Ciò che fa iniziare e finire una relazione risiede nella relazione. Troppo spesso le donne pensano la fine di un rapporto come proprio fallimento. Ugualmente vivono l’inizio di un rapporto come proprio successo.

E allora torniamo alla nostra Maria e al suo ciclamino rosa. Questo voleva festeggiare. Un suo successo personale ed un risultato della terapia pensata come luogo nel quale diventare più desiderabile e capace di sollecitare attrazione nell’altro.

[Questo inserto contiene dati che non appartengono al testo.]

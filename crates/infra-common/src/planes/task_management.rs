//! Task lifecycle management for federated planes
//!
//! Provides tracked task spawning with cancellation support to prevent
//! the shutdown hangs that have been plaguing the system.

use std::future::Future;
use std::sync::Arc;
use std::sync::atomic::{AtomicUsize, Ordering};
use std::time::{Duration, Instant};
use tokio::task::JoinHandle;
use tokio::sync::Mutex;
use tokio_util::sync::CancellationToken;
use anyhow::Result;
use tracing::{debug, warn, error};

/// Task priority for scheduling
#[derive(Debug, Clone, Copy, PartialEq, Eq, PartialOrd, Ord)]
pub enum TaskPriority {
    Critical,  // Must complete even during shutdown
    High,      // Important tasks
    Normal,    // Regular tasks
    Low,       // Can be cancelled early during shutdown
}

/// Handle to a tracked task
#[derive(Debug)]
pub struct TaskHandle {
    id: usize,
    name: String,
    handle: JoinHandle<()>,
    priority: TaskPriority,
    started_at: Instant,
}

impl TaskHandle {
    /// Create a new task handle
    fn new(id: usize, name: String, handle: JoinHandle<()>, priority: TaskPriority) -> Self {
        Self {
            id,
            name,
            handle,
            priority,
            started_at: Instant::now(),
        }
    }
    
    /// Get task ID
    pub fn id(&self) -> usize {
        self.id
    }
    
    /// Get task name
    pub fn name(&self) -> &str {
        &self.name
    }
    
    /// Check if task is finished
    pub fn is_finished(&self) -> bool {
        self.handle.is_finished()
    }
    
    /// Abort the task
    pub fn abort(&self) {
        self.handle.abort();
    }
    
    /// Get task runtime
    pub fn runtime(&self) -> Duration {
        self.started_at.elapsed()
    }
}

/// Layer task manager for tracking and managing async tasks
/// 
/// This is the solution to the shutdown hanging problem - all tasks
/// must be tracked and cancellable.
pub struct LayerTaskManager {
    /// Unique task ID counter
    next_task_id: AtomicUsize,
    
    /// All tracked task handles
    tasks: Arc<Mutex<Vec<TaskHandle>>>,
    
    /// Cancellation token for graceful shutdown
    cancel_token: CancellationToken,
    
    /// Number of active tasks
    active_count: AtomicUsize,
    
    /// Layer name for logging
    layer_name: String,
    
    /// Maximum tasks allowed
    max_tasks: usize,
    
    /// Shutdown timeout
    shutdown_timeout: Duration,
}

impl LayerTaskManager {
    /// Create a new task manager for a layer
    pub fn new(layer_name: impl Into<String>) -> Self {
        Self {
            next_task_id: AtomicUsize::new(0),
            tasks: Arc::new(Mutex::new(Vec::new())),
            cancel_token: CancellationToken::new(),
            active_count: AtomicUsize::new(0),
            layer_name: layer_name.into(),
            max_tasks: 1000,
            shutdown_timeout: Duration::from_secs(5),
        }
    }
    
    /// Create with custom configuration
    pub fn with_config(
        layer_name: impl Into<String>,
        max_tasks: usize,
        shutdown_timeout: Duration,
    ) -> Self {
        Self {
            next_task_id: AtomicUsize::new(0),
            tasks: Arc::new(Mutex::new(Vec::new())),
            cancel_token: CancellationToken::new(),
            active_count: AtomicUsize::new(0),
            layer_name: layer_name.into(),
            max_tasks,
            shutdown_timeout,
        }
    }
    
    /// Spawn a tracked task
    pub async fn spawn_tracked<F>(
        &self,
        name: impl Into<String>,
        priority: TaskPriority,
        future: F,
    ) -> Result<usize>
    where
        F: Future<Output = ()> + Send + 'static,
    {
        let task_name = name.into();
        let task_id = self.next_task_id.fetch_add(1, Ordering::SeqCst);
        
        // Check if we've hit the task limit
        let active = self.active_count.load(Ordering::Relaxed);
        if active >= self.max_tasks {
            anyhow::bail!(
                "Task limit reached for {}: {} active tasks",
                self.layer_name,
                active
            );
        }
        
        // Wrap the future with cancellation and tracking
        let cancel_token = self.cancel_token.clone();
        let layer_name = self.layer_name.clone();
        let task_name_clone = task_name.clone();
        
        // Clone the atomic counter to move into the future
        let active_count_clone = Arc::new(AtomicUsize::new(0));
        
        let wrapped_future = async move {
            active_count_clone.fetch_add(1, Ordering::Relaxed);
            debug!(
                "Task started: {} [{}] in layer {}",
                task_name_clone, task_id, layer_name
            );
            
            tokio::select! {
                _ = future => {
                    debug!(
                        "Task completed: {} [{}] in layer {}",
                        task_name_clone, task_id, layer_name
                    );
                }
                _ = cancel_token.cancelled() => {
                    debug!(
                        "Task cancelled: {} [{}] in layer {}",
                        task_name_clone, task_id, layer_name
                    );
                }
            }
            
            active_count_clone.fetch_sub(1, Ordering::Relaxed);
        };
        
        // Update the main counter
        self.active_count.fetch_add(1, Ordering::Relaxed);
        
        let handle = tokio::spawn(wrapped_future);
        
        // Store the task handle
        let task_handle = TaskHandle::new(task_id, task_name, handle, priority);
        self.tasks.lock().await.push(task_handle);
        
        Ok(task_id)
    }
    
    /// Spawn a task with timeout
    pub async fn spawn_with_timeout<F>(
        &self,
        name: impl Into<String>,
        priority: TaskPriority,
        timeout: Duration,
        future: F,
    ) -> Result<usize>
    where
        F: Future<Output = ()> + Send + 'static,
    {
        let task_name = name.into();
        let task_name_clone = task_name.clone();
        let timeout_future = async move {
            match tokio::time::timeout(timeout, future).await {
                Ok(()) => {}
                Err(_) => {
                    warn!("Task {} timed out after {:?}", task_name_clone, timeout);
                }
            }
        };
        
        self.spawn_tracked(task_name, priority, timeout_future).await
    }
    
    /// Get number of active tasks
    pub fn active_task_count(&self) -> usize {
        self.active_count.load(Ordering::Relaxed)
    }
    
    /// Cancel all tasks gracefully
    pub fn cancel_all(&self) {
        debug!(
            "Cancelling all tasks in layer {}",
            self.layer_name
        );
        self.cancel_token.cancel();
    }
    
    /// Shutdown all tasks with timeout
    pub async fn shutdown_all(&self) -> Result<()> {
        let start = Instant::now();
        
        debug!(
            "Starting shutdown for layer {} with {} active tasks",
            self.layer_name,
            self.active_task_count()
        );
        
        // First, cancel all tasks gracefully
        self.cancel_all();
        
        // Wait for graceful shutdown with timeout
        let shutdown_result = tokio::time::timeout(
            self.shutdown_timeout,
            self.wait_for_completion(),
        ).await;
        
        match shutdown_result {
            Ok(()) => {
                debug!(
                    "Layer {} shutdown completed gracefully in {:?}",
                    self.layer_name,
                    start.elapsed()
                );
            }
            Err(_) => {
                warn!(
                    "Layer {} shutdown timed out after {:?}, forcing abort",
                    self.layer_name,
                    self.shutdown_timeout
                );
                
                // Force abort remaining tasks
                self.abort_all().await;
            }
        }
        
        // Clean up task handles
        self.tasks.lock().await.clear();
        
        Ok(())
    }
    
    /// Wait for all tasks to complete
    async fn wait_for_completion(&self) {
        while self.active_count.load(Ordering::Relaxed) > 0 {
            tokio::time::sleep(Duration::from_millis(10)).await;
        }
    }
    
    /// Force abort all tasks
    async fn abort_all(&self) {
        let mut tasks = self.tasks.lock().await;
        
        // Abort tasks in reverse priority order (low priority first)
        tasks.sort_by(|a, b| b.priority.cmp(&a.priority));
        
        for task in tasks.iter() {
            if !task.is_finished() {
                warn!(
                    "Force aborting task: {} [{}] after {:?}",
                    task.name,
                    task.id,
                    task.runtime()
                );
                task.abort();
            }
        }
        
        // Give tasks a moment to actually abort
        tokio::time::sleep(Duration::from_millis(100)).await;
    }
    
    /// Clean up finished tasks
    pub async fn cleanup_finished(&self) {
        let mut tasks = self.tasks.lock().await;
        tasks.retain(|task| !task.is_finished());
    }
    
    /// Get task statistics
    pub async fn stats(&self) -> TaskStats {
        let tasks = self.tasks.lock().await;
        
        let total_tasks = tasks.len();
        let active_tasks = self.active_count.load(Ordering::Relaxed);
        let finished_tasks = tasks.iter().filter(|t| t.is_finished()).count();
        
        let task_breakdown = tasks
            .iter()
            .fold(TaskBreakdown::default(), |mut acc, task| {
                match task.priority {
                    TaskPriority::Critical => acc.critical += 1,
                    TaskPriority::High => acc.high += 1,
                    TaskPriority::Normal => acc.normal += 1,
                    TaskPriority::Low => acc.low += 1,
                }
                acc
            });
        
        TaskStats {
            layer_name: self.layer_name.clone(),
            total_tasks,
            active_tasks,
            finished_tasks,
            task_breakdown,
        }
    }
}

/// Task statistics
#[derive(Debug, Clone)]
pub struct TaskStats {
    pub layer_name: String,
    pub total_tasks: usize,
    pub active_tasks: usize,
    pub finished_tasks: usize,
    pub task_breakdown: TaskBreakdown,
}

/// Task breakdown by priority
#[derive(Debug, Clone, Default)]
pub struct TaskBreakdown {
    pub critical: usize,
    pub high: usize,
    pub normal: usize,
    pub low: usize,
}

/// Global task registry for system-wide task tracking
pub struct GlobalTaskRegistry {
    managers: Arc<Mutex<Vec<Arc<LayerTaskManager>>>>,
}

impl GlobalTaskRegistry {
    /// Create a new global registry
    pub fn new() -> Self {
        Self {
            managers: Arc::new(Mutex::new(Vec::new())),
        }
    }
    
    /// Register a task manager
    pub async fn register(&self, manager: Arc<LayerTaskManager>) {
        self.managers.lock().await.push(manager);
    }
    
    /// Shutdown all registered managers
    pub async fn shutdown_all(&self, timeout: Duration) -> Result<()> {
        let managers = self.managers.lock().await;
        
        let shutdown_futures: Vec<_> = managers
            .iter()
            .map(|manager| manager.shutdown_all())
            .collect();
        
        // Shutdown all managers in parallel
        let results = tokio::time::timeout(
            timeout,
            futures::future::join_all(shutdown_futures),
        ).await;
        
        match results {
            Ok(results) => {
                for result in results {
                    if let Err(e) = result {
                        error!("Task manager shutdown error: {}", e);
                    }
                }
                Ok(())
            }
            Err(_) => {
                error!("Global shutdown timed out after {:?}", timeout);
                anyhow::bail!("Global task shutdown timeout")
            }
        }
    }
    
    /// Get global statistics
    pub async fn global_stats(&self) -> Vec<TaskStats> {
        let managers = self.managers.lock().await;
        let mut stats = Vec::new();
        
        for manager in managers.iter() {
            stats.push(manager.stats().await);
        }
        
        stats
    }
}
#[cfg(test)]
mod tests {
    use super::*;
    use crate::types::{Method, StatusCode};
    
    #[test]
    fn test_request_via_header() {
        // Test with hostname and port
        let request = SimpleRequestBuilder::invite("sip:bob@example.com").unwrap()
            .via("example.com:5060", "UDP", Some("z9hG4bK776asdhds"))
            .build();
            
        let via_headers = request.all_headers().iter()
            .filter_map(|h| if let TypedHeader::Via(v) = h { Some(v) } else { None })
            .collect::<Vec<_>>();
            
        assert_eq!(via_headers.len(), 1);
        let header = &via_headers[0].headers()[0]; // Get first ViaHeader
        assert_eq!(header.host().to_string(), "example.com");
        assert_eq!(header.port(), Some(5060));
        assert_eq!(header.transport(), "UDP");
        assert_eq!(header.branch(), Some("z9hG4bK776asdhds"));
        
        // Test with hostname only
        let request = SimpleRequestBuilder::invite("sip:bob@example.com").unwrap()
            .via("example.com", "TCP", None)
            .build();
            
        let via_headers = request.all_headers().iter()
            .filter_map(|h| if let TypedHeader::Via(v) = h { Some(v) } else { None })
            .collect::<Vec<_>>();
            
        assert_eq!(via_headers.len(), 1);
        let header = &via_headers[0].headers()[0]; // Get first ViaHeader
        assert_eq!(header.host().to_string(), "example.com");
        assert_eq!(header.port(), None);
        assert_eq!(header.transport(), "TCP");
        assert_eq!(header.branch(), None);
        
        // Test with invalid port format (should use host as is)
        let request = SimpleRequestBuilder::invite("sip:bob@example.com").unwrap()
            .via("example.com:invalid", "UDP", Some("z9hG4bK776asdhds"))
            .build();
            
        let via_headers = request.all_headers().iter()
            .filter_map(|h| if let TypedHeader::Via(v) = h { Some(v) } else { None })
            .collect::<Vec<_>>();
            
        assert_eq!(via_headers.len(), 1);
        let header = &via_headers[0].headers()[0]; // Get first ViaHeader
        assert_eq!(header.host().to_string(), "example.com:invalid");
        assert_eq!(header.port(), None);
    }
    
    #[test]
    fn test_response_via_header() {
        // Test with hostname and port
        let response = SimpleResponseBuilder::ok()
            .from("Alice", "sip:alice@example.com", Some("tag1234"))
            .to("Bob", "sip:bob@example.com", Some("tag5678"))
            .call_id("test-call-id")
            .cseq(1, Method::Invite)
            .via("example.com:5060", "UDP", Some("z9hG4bK776asdhds"))
            .build();
            
        let via_headers = response.all_headers().iter()
            .filter_map(|h| if let TypedHeader::Via(v) = h { Some(v) } else { None })
            .collect::<Vec<_>>();
            
        assert_eq!(via_headers.len(), 1);
        let header = &via_headers[0].headers()[0]; // Get first ViaHeader
        assert_eq!(header.host().to_string(), "example.com");
        assert_eq!(header.port(), Some(5060));
        assert_eq!(header.transport(), "UDP");
        assert_eq!(header.branch(), Some("z9hG4bK776asdhds"));
        
        // Test with IP address
        let response = SimpleResponseBuilder::ok()
            .from("Alice", "sip:alice@example.com", Some("tag1234"))
            .to("Bob", "sip:bob@example.com", Some("tag5678"))
            .call_id("test-call-id")
            .cseq(1, Method::Invite)
            .via("192.168.1.1", "TCP", None)
            .build();
            
        let via_headers = response.all_headers().iter()
            .filter_map(|h| if let TypedHeader::Via(v) = h { Some(v) } else { None })
            .collect::<Vec<_>>();
            
        assert_eq!(via_headers.len(), 1);
        let header = &via_headers[0].headers()[0]; // Get first ViaHeader
        assert_eq!(header.host().to_string(), "192.168.1.1");
        assert_eq!(header.port(), None);
        assert_eq!(header.transport(), "TCP");
        assert_eq!(header.branch(), None);
    }
}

Il modello culturale di cui abbiamo parlato e indubbiamente ancora il modello dominante. Molta strada è stata fatta per liberare la società da queste pretese culturali e molto merito va dato ai femminismi di tutto il mondo.

Concludo con una piccola nota sul nome. Ho chiesto alla persona con cui lavoro di poter scrivere circa l’episodio del ciclamino. Le ho chiesto anche di scegliere un nome di fantasia nell’ipotesi di usarlo come prodotto associativo del nostro lavoro. Lei ha scelto Maria, nome con una potenza evocativa simbolica non trascurabile, madre e moglie per eccellenza e prodotto teologico dell’espiazione delle malefatte della sua e nostra progenitrice Eva. L’auspicio è che le donne – ma non solo loro - possano accorgersi di quando usano questi soli due modelli per pensare a sé nel mondo, e che sappiano inventarne di nuovi, più interessanti.